On vient donc de voir que l'exemple singulier de M. Fabius Buteo, nommé pour remplir les places vacantes dans le sénat, ne tire point à conséquence contre le droit où étoient les censeurs de faire cette nomination. Et si on excepte ce seul fait, et tout ce qui se passa dans les temps tumultueux des Gracques et pendant les guerres civiles, on ne trouvera point que, depuis la fondation de Rome, d'autres que les rois, ou les consuls, et les censeurs qui leur avoient succédé dans cette partie du gouvernement, aient jamais nommé ceux des citoyens de la république qui devoient remplir les places vacantes dans le sénat.
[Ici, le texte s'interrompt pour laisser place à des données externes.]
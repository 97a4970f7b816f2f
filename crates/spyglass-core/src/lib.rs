pub mod credentials;
pub mod error;
pub mod time;
pub mod traits;
pub mod types;

pub use credentials::CredentialPool;
pub use error::Error;
pub use time::{TimeFormat, TimeReport};
pub use traits::TavilyApi;
pub use types::{ExtractHit, SearchDepth, SearchHit, SearchOutcome, SearchRequest};
use axum::{
    routing::{get, post},
    Router,
};
use tower_http::cors::CorsLayer;

use crate::app_state::AppState;
use crate::handlers;

/// Create the main application router with all routes.
pub fn create_router(state: AppState) -> Router {
    Router::new()
        // Informational pages
        .route("/", get(handlers::landing))
        .route("/health", get(handlers::health))
        // JSON-RPC entry point
        .route("/mcp", post(handlers::mcp_request))
        // CORS: allow any origin (MCP clients run in assorted contexts)
        .layer(CorsLayer::permissive())
        .with_state(state)
}
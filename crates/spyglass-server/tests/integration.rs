use std::sync::Arc;

use axum_test::TestServer;

use spyglass_core::types::{ExtractHit, SearchOutcome};
use spyglass_server::app_state::AppState;
use spyglass_server::transport::TransportMode;

use mock_api::{sample_hit, MockTavilyApi};

const TEST_KEYS: &str = "tvly-test-key";

fn build_test_app(
    mock: Arc<MockTavilyApi>,
    api_keys: Option<&str>,
    transport: TransportMode,
) -> TestServer {
    let state = AppState {
        tavily: mock,
        api_keys: api_keys.map(String::from),
        transport,
    };

    let app = spyglass_server::router::create_router(state);
    TestServer::new(app).unwrap()
}

/// JSON-transport app with a single test key, enough for most tests.
fn default_app(mock: Arc<MockTavilyApi>) -> TestServer {
    build_test_app(mock, Some(TEST_KEYS), TransportMode::Json)
}

fn call_tool(name: &str, arguments: serde_json::Value) -> serde_json::Value {
    serde_json::json!({
        "jsonrpc": "2.0",
        "id": 1,
        "method": "tools/call",
        "params": { "name": name, "arguments": arguments }
    })
}

#[tokio::test]
async fn health_check() {
    let server = default_app(Arc::new(MockTavilyApi::new()));
    let resp = server.get("/health").await;

    resp.assert_status_ok();
    let body: serde_json::Value = resp.json();
    assert_eq!(body["status"], "healthy");
    assert_eq!(body["server"]["name"], "spyglass");
    assert!(body.get("timestamp").is_some());
}

#[tokio::test]
async fn landing_page_lists_tools() {
    let server = default_app(Arc::new(MockTavilyApi::new()));
    let resp = server.get("/").await;

    resp.assert_status_ok();
    let html = resp.text();
    assert!(html.contains("tavily_search"));
    assert!(html.contains("tavily_extract"));
    assert!(html.contains("get_current_time"));
}

#[tokio::test]
async fn mcp_initialize() {
    let server = default_app(Arc::new(MockTavilyApi::new()));

    let resp = server
        .post("/mcp")
        .json(&serde_json::json!({
            "jsonrpc": "2.0",
            "id": 1,
            "method": "initialize",
            "params": {}
        }))
        .await;

    resp.assert_status_ok();
    let body: serde_json::Value = resp.json();
    assert_eq!(body["result"]["serverInfo"]["name"], "spyglass");
    assert_eq!(body["result"]["protocolVersion"], "2024-11-05");
}

#[tokio::test]
async fn mcp_tools_list() {
    let server = default_app(Arc::new(MockTavilyApi::new()));

    let resp = server
        .post("/mcp")
        .json(&serde_json::json!({
            "jsonrpc": "2.0",
            "id": 1,
            "method": "tools/list",
            "params": {}
        }))
        .await;

    resp.assert_status_ok();
    let body: serde_json::Value = resp.json();
    let tools = body["result"]["tools"].as_array().unwrap();

    let names: Vec<&str> = tools.iter().map(|t| t["name"].as_str().unwrap()).collect();
    assert_eq!(names, ["tavily_search", "tavily_extract", "get_current_time"]);

    for tool in tools {
        assert!(tool["description"].as_str().is_some());
        assert!(tool["inputSchema"].is_object());
    }
}

#[tokio::test]
async fn response_id_echoes_string_id() {
    let server = default_app(Arc::new(MockTavilyApi::new()));

    let resp = server
        .post("/mcp")
        .json(&serde_json::json!({
            "jsonrpc": "2.0",
            "id": "abc-123",
            "method": "tools/list"
        }))
        .await;

    let body: serde_json::Value = resp.json();
    assert_eq!(body["id"], "abc-123");
}

#[tokio::test]
async fn response_id_null_when_absent() {
    let server = default_app(Arc::new(MockTavilyApi::new()));

    let resp = server
        .post("/mcp")
        .json(&serde_json::json!({
            "jsonrpc": "2.0",
            "method": "initialize"
        }))
        .await;

    resp.assert_status_ok();
    let body: serde_json::Value = resp.json();
    assert!(body["id"].is_null());
    assert!(body.get("result").is_some());
}

#[tokio::test]
async fn malformed_body_is_parse_error() {
    let server = default_app(Arc::new(MockTavilyApi::new()));

    let resp = server.post("/mcp").text("{not json at all").await;

    resp.assert_status_ok();
    let body: serde_json::Value = resp.json();
    assert_eq!(body["error"]["code"], -32700);
    assert!(body["id"].is_null());
}

#[tokio::test]
async fn unknown_method_names_the_method() {
    let server = default_app(Arc::new(MockTavilyApi::new()));

    let resp = server
        .post("/mcp")
        .json(&serde_json::json!({
            "jsonrpc": "2.0",
            "id": 9,
            "method": "tools/remove",
            "params": {}
        }))
        .await;

    let body: serde_json::Value = resp.json();
    assert_eq!(body["error"]["code"], -32601);
    assert!(body["error"]["message"]
        .as_str()
        .unwrap()
        .contains("tools/remove"));
    assert_eq!(body["id"], 9);
}

#[tokio::test]
async fn missing_credentials_rejected_before_any_tool_runs() {
    let mock = Arc::new(MockTavilyApi::with_search(SearchOutcome {
        results: vec![sample_hit()],
        answer: None,
    }));
    let server = build_test_app(Arc::clone(&mock), None, TransportMode::Json);

    let resp = server
        .post("/mcp")
        .json(&call_tool("tavily_search", serde_json::json!({"query": "rust"})))
        .await;

    let body: serde_json::Value = resp.json();
    assert_eq!(body["error"]["code"], -32603);
    assert!(mock.keys_seen.read().unwrap().is_empty());
}

#[tokio::test]
async fn blank_credentials_rejected_like_missing() {
    let server = build_test_app(
        Arc::new(MockTavilyApi::new()),
        Some("   "),
        TransportMode::Json,
    );

    let resp = server
        .post("/mcp")
        .json(&serde_json::json!({
            "jsonrpc": "2.0",
            "id": 1,
            "method": "tools/list"
        }))
        .await;

    let body: serde_json::Value = resp.json();
    assert_eq!(body["error"]["code"], -32603);
}

#[tokio::test]
async fn separator_only_credentials_fail_inside_the_tool() {
    // " ,, " survives the blank check but parses to an empty pool, so the
    // failure lands in the content-text channel.
    let server = build_test_app(
        Arc::new(MockTavilyApi::new()),
        Some(" ,, "),
        TransportMode::Json,
    );

    let resp = server
        .post("/mcp")
        .json(&call_tool("tavily_search", serde_json::json!({"query": "rust"})))
        .await;

    let body: serde_json::Value = resp.json();
    assert!(body.get("error").is_none());
    let text = body["result"]["content"][0]["text"].as_str().unwrap();
    assert!(text.starts_with("❌ Search failed:"));
    assert!(text.contains("no usable keys"));
}

#[tokio::test]
async fn unknown_tool_is_an_explicit_internal_error() {
    let server = default_app(Arc::new(MockTavilyApi::new()));

    let resp = server
        .post("/mcp")
        .json(&call_tool("does_not_exist", serde_json::json!({})))
        .await;

    let body: serde_json::Value = resp.json();
    assert_eq!(body["error"]["code"], -32603);
    assert!(body["error"]["message"]
        .as_str()
        .unwrap()
        .contains("unknown tool: does_not_exist"));
}

#[tokio::test]
async fn search_renders_the_worked_example() {
    let mock = Arc::new(MockTavilyApi::with_search(SearchOutcome {
        results: vec![sample_hit()],
        answer: None,
    }));
    let server = default_app(mock);

    let resp = server
        .post("/mcp")
        .json(&call_tool(
            "tavily_search",
            serde_json::json!({"query": "rust ownership"}),
        ))
        .await;

    resp.assert_status_ok();
    let body: serde_json::Value = resp.json();
    assert_eq!(body["id"], 1);

    let text = body["result"]["content"][0]["text"].as_str().unwrap();
    assert!(text.contains("rust ownership"));
    assert!(text.contains("Found 1 results"));
    assert!(text.contains("The Rust Book: Ownership"));
    assert!(text.contains("doc.rust-lang.org"));
    assert!(text.contains("0.87"));
    assert!(text.contains("2024-01-15"));
}

#[tokio::test]
async fn downstream_failure_stays_inside_the_success_envelope() {
    let mock = Arc::new(MockTavilyApi::failing(
        "Tavily API error: 500 Internal Server Error",
    ));
    let server = default_app(mock);

    let resp = server
        .post("/mcp")
        .json(&call_tool("tavily_search", serde_json::json!({"query": "rust"})))
        .await;

    resp.assert_status_ok();
    let body: serde_json::Value = resp.json();
    assert!(body.get("error").is_none());

    let text = body["result"]["content"][0]["text"].as_str().unwrap();
    assert!(text.starts_with("❌ Search failed:"));
    assert!(text.contains("500 Internal Server Error"));
}

#[tokio::test]
async fn search_without_query_fails_in_content_channel() {
    let server = default_app(Arc::new(MockTavilyApi::new()));

    let resp = server
        .post("/mcp")
        .json(&call_tool("tavily_search", serde_json::json!({})))
        .await;

    let body: serde_json::Value = resp.json();
    assert!(body.get("error").is_none());
    let text = body["result"]["content"][0]["text"].as_str().unwrap();
    assert!(text.starts_with("❌ Search failed:"));
    assert!(text.contains("invalid arguments"));
}

#[tokio::test]
async fn extract_truncates_long_content() {
    let mock = Arc::new(MockTavilyApi::with_extract(vec![ExtractHit {
        url: "https://example.com/article".to_string(),
        raw_content: "x".repeat(2500),
        status_code: 200,
    }]));
    let server = default_app(mock);

    let resp = server
        .post("/mcp")
        .json(&call_tool(
            "tavily_extract",
            serde_json::json!({"urls": ["https://example.com/article"]}),
        ))
        .await;

    let body: serde_json::Value = resp.json();
    let text = body["result"]["content"][0]["text"].as_str().unwrap();

    assert!(text.contains("https://example.com/article"));
    assert!(text.contains(&"x".repeat(2000)));
    assert!(!text.contains(&"x".repeat(2001)));
    assert!(text.contains("...(content truncated)"));
}

#[tokio::test]
async fn extract_without_urls_fails_in_content_channel() {
    let server = default_app(Arc::new(MockTavilyApi::new()));

    let resp = server
        .post("/mcp")
        .json(&call_tool("tavily_extract", serde_json::json!({})))
        .await;

    let body: serde_json::Value = resp.json();
    let text = body["result"]["content"][0]["text"].as_str().unwrap();
    assert!(text.starts_with("❌ Extraction failed:"));
}

#[tokio::test]
async fn current_time_defaults_to_utc_iso() {
    let server = default_app(Arc::new(MockTavilyApi::new()));

    let resp = server
        .post("/mcp")
        .json(&call_tool("get_current_time", serde_json::json!({})))
        .await;

    let body: serde_json::Value = resp.json();
    assert!(body.get("error").is_none());

    let text = body["result"]["content"][0]["text"].as_str().unwrap();
    assert!(text.contains("🌍 Timezone: UTC"));
    assert!(text.contains("Unix seconds:"));
    assert!(text.contains("Unix milliseconds:"));
}

#[tokio::test]
async fn current_time_honors_timezone_and_format() {
    let server = default_app(Arc::new(MockTavilyApi::new()));

    let resp = server
        .post("/mcp")
        .json(&call_tool(
            "get_current_time",
            serde_json::json!({"timezone": "Asia/Shanghai", "format": "chinese"}),
        ))
        .await;

    let body: serde_json::Value = resp.json();
    let text = body["result"]["content"][0]["text"].as_str().unwrap();
    assert!(text.contains("🌍 Timezone: Asia/Shanghai"));
    assert!(text.contains('年'));
}

#[tokio::test]
async fn current_time_invalid_timezone_warns_instead_of_failing() {
    let server = default_app(Arc::new(MockTavilyApi::new()));

    let resp = server
        .post("/mcp")
        .json(&call_tool(
            "get_current_time",
            serde_json::json!({"timezone": "Nowhere/Special"}),
        ))
        .await;

    let body: serde_json::Value = resp.json();
    assert!(body.get("error").is_none());

    let text = body["result"]["content"][0]["text"].as_str().unwrap();
    assert!(text.contains("🌍 Timezone: UTC"));
    assert!(text.contains("⚠️ Unknown timezone \"Nowhere/Special\""));
}

#[tokio::test]
async fn credential_rotation_draws_only_from_the_pool() {
    let mock = Arc::new(MockTavilyApi::new());
    let server = build_test_app(Arc::clone(&mock), Some("k1, k2, k3"), TransportMode::Json);

    for _ in 0..20 {
        server
            .post("/mcp")
            .json(&call_tool("tavily_search", serde_json::json!({"query": "q"})))
            .await
            .assert_status_ok();
    }

    let seen = mock.keys_seen.read().unwrap();
    assert_eq!(seen.len(), 20);
    for key in seen.iter() {
        assert!(["k1", "k2", "k3"].contains(&key.as_str()), "stray key: {key}");
    }
}

#[tokio::test]
async fn event_stream_transport_frames_the_envelope() {
    let server = build_test_app(
        Arc::new(MockTavilyApi::new()),
        Some(TEST_KEYS),
        TransportMode::EventStream,
    );

    let resp = server
        .post("/mcp")
        .json(&serde_json::json!({
            "jsonrpc": "2.0",
            "id": 5,
            "method": "tools/list"
        }))
        .await;

    resp.assert_status_ok();
    assert_eq!(resp.header("content-type"), "text/event-stream");
    assert_eq!(resp.header("cache-control"), "no-cache");

    let text = resp.text();
    assert!(text.starts_with("data: "));
    assert!(text.ends_with("\n\n"));

    let inner: serde_json::Value =
        serde_json::from_str(text.strip_prefix("data: ").unwrap().trim_end()).unwrap();
    assert_eq!(inner["id"], 5);
    assert!(inner["result"]["tools"].is_array());
}

#[tokio::test]
async fn event_stream_transport_frames_errors_too() {
    let server = build_test_app(
        Arc::new(MockTavilyApi::new()),
        Some(TEST_KEYS),
        TransportMode::EventStream,
    );

    let resp = server.post("/mcp").text("garbage").await;

    resp.assert_status_ok();
    let text = resp.text();
    let inner: serde_json::Value =
        serde_json::from_str(text.strip_prefix("data: ").unwrap().trim_end()).unwrap();
    assert_eq!(inner["error"]["code"], -32700);
    assert!(inner["id"].is_null());
}

#[tokio::test]
async fn unknown_path_is_not_found() {
    let server = default_app(Arc::new(MockTavilyApi::new()));
    let resp = server.get("/nope").await;
    resp.assert_status_not_found();
}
J'ai excepté de ma proposition générale le tribunat des Gracques, dont Caïus le cadet fit, dit-on, entrer un grand nombre de chevaliers dans le sénat; d'autres attribuent cette nomination extraordinaire à Livius Drusus, autre tribun. Il y en a même qui prétendent qu'il n'étoit alors question que de magistrats particuliers qui devoient rendre la justice au peuple. Je n'entrerai point dans cette question, qui mériteroit une dissertation particulière.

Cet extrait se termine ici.